[Stored items]
........
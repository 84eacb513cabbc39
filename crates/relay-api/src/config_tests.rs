//! Tests for service configuration defaults and validation.

use super::*;

fn valid_config() -> ServiceConfig {
    let mut config = ServiceConfig::default();
    config.security.internal_token = "token".to_string();
    config.security.github_webhook_secret = "gh-secret".to_string();
    config.security.zammad_webhook_secret = "zd-secret".to_string();
    config.github.token = "ghp_test".to_string();
    config.discord.bot_token = "bot-token".to_string();
    config
}

mod default_tests {
    use super::*;

    #[test]
    fn test_empty_document_deserializes_with_defaults() {
        let config: ServiceConfig = serde_json::from_str("{}").unwrap();

        assert_eq!(config.server.host, "0.0.0.0");
        assert_eq!(config.server.port, 8080);
        assert_eq!(config.delivery.poll_interval_seconds, 60);
        assert_eq!(config.delivery.send_timeout_seconds, 10);
        assert_eq!(config.logging.level, "info");
        assert!(config.routing.file.is_none());
        assert!(config.github.graphql_endpoint.is_none());
    }

    #[test]
    fn test_partial_section_keeps_other_defaults() {
        let config: ServiceConfig =
            serde_json::from_str(r#"{"server": {"host": "127.0.0.1", "port": 9000, "shutdown_timeout_seconds": 5}}"#)
                .unwrap();

        assert_eq!(config.server.port, 9000);
        assert_eq!(config.delivery.poll_interval_seconds, 60);
    }

    #[test]
    fn test_drainer_config_conversion() {
        let config = ServiceConfig::default();
        let drainer = config.delivery.drainer_config();
        assert_eq!(drainer.poll_interval, Duration::from_secs(60));
        assert_eq!(drainer.send_timeout, Duration::from_secs(10));
    }

    #[test]
    fn test_logging_level_drives_the_filter_directives() {
        let config: ServiceConfig =
            serde_json::from_str(r#"{"logging": {"level": "debug"}}"#).unwrap();

        let directives = config.logging.filter_directives();
        assert!(directives.contains("relay_service=debug"));
        assert!(directives.contains("relay_api=debug"));
        assert!(directives.contains("relay_core=debug"));
    }

    #[test]
    fn test_webhook_secrets_conversion() {
        let config = valid_config();
        let secrets = config.security.webhook_secrets();
        assert_eq!(secrets.internal_token, "token");
        assert_eq!(secrets.github_secret, "gh-secret");
        assert_eq!(secrets.zammad_secret, "zd-secret");
    }
}

mod validation_tests {
    use super::*;

    #[test]
    fn test_valid_config_passes() {
        assert!(valid_config().validate().is_ok());
    }

    #[test]
    fn test_default_config_lists_every_missing_secret() {
        let err = ServiceConfig::default().validate().unwrap_err();
        let joined = err.errors.join("\n");

        assert!(joined.contains("security.internal_token"));
        assert!(joined.contains("security.github_webhook_secret"));
        assert!(joined.contains("security.zammad_webhook_secret"));
        assert!(joined.contains("github.token"));
        assert!(joined.contains("discord.bot_token"));
    }

    #[test]
    fn test_zero_port_is_rejected() {
        let mut config = valid_config();
        config.server.port = 0;
        let err = config.validate().unwrap_err();
        assert!(err.errors.iter().any(|e| e.contains("server.port")));
    }

    #[test]
    fn test_zero_poll_interval_is_rejected() {
        let mut config = valid_config();
        config.delivery.poll_interval_seconds = 0;
        let err = config.validate().unwrap_err();
        assert!(err
            .errors
            .iter()
            .any(|e| e.contains("delivery.poll_interval_seconds")));
    }
}

mod redaction_tests {
    use super::*;

    #[test]
    fn test_debug_never_exposes_secret_values() {
        let rendered = format!("{:?}", valid_config());
        assert!(!rendered.contains("gh-secret"));
        assert!(!rendered.contains("zd-secret"));
        assert!(!rendered.contains("ghp_test"));
        assert!(!rendered.contains("bot-token"));
        assert!(rendered.contains("***"));
    }
}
........
● **Assignment**: Please state the number of lines above that hold the string "Duration", with nothing else added.

● **Written reply**: 2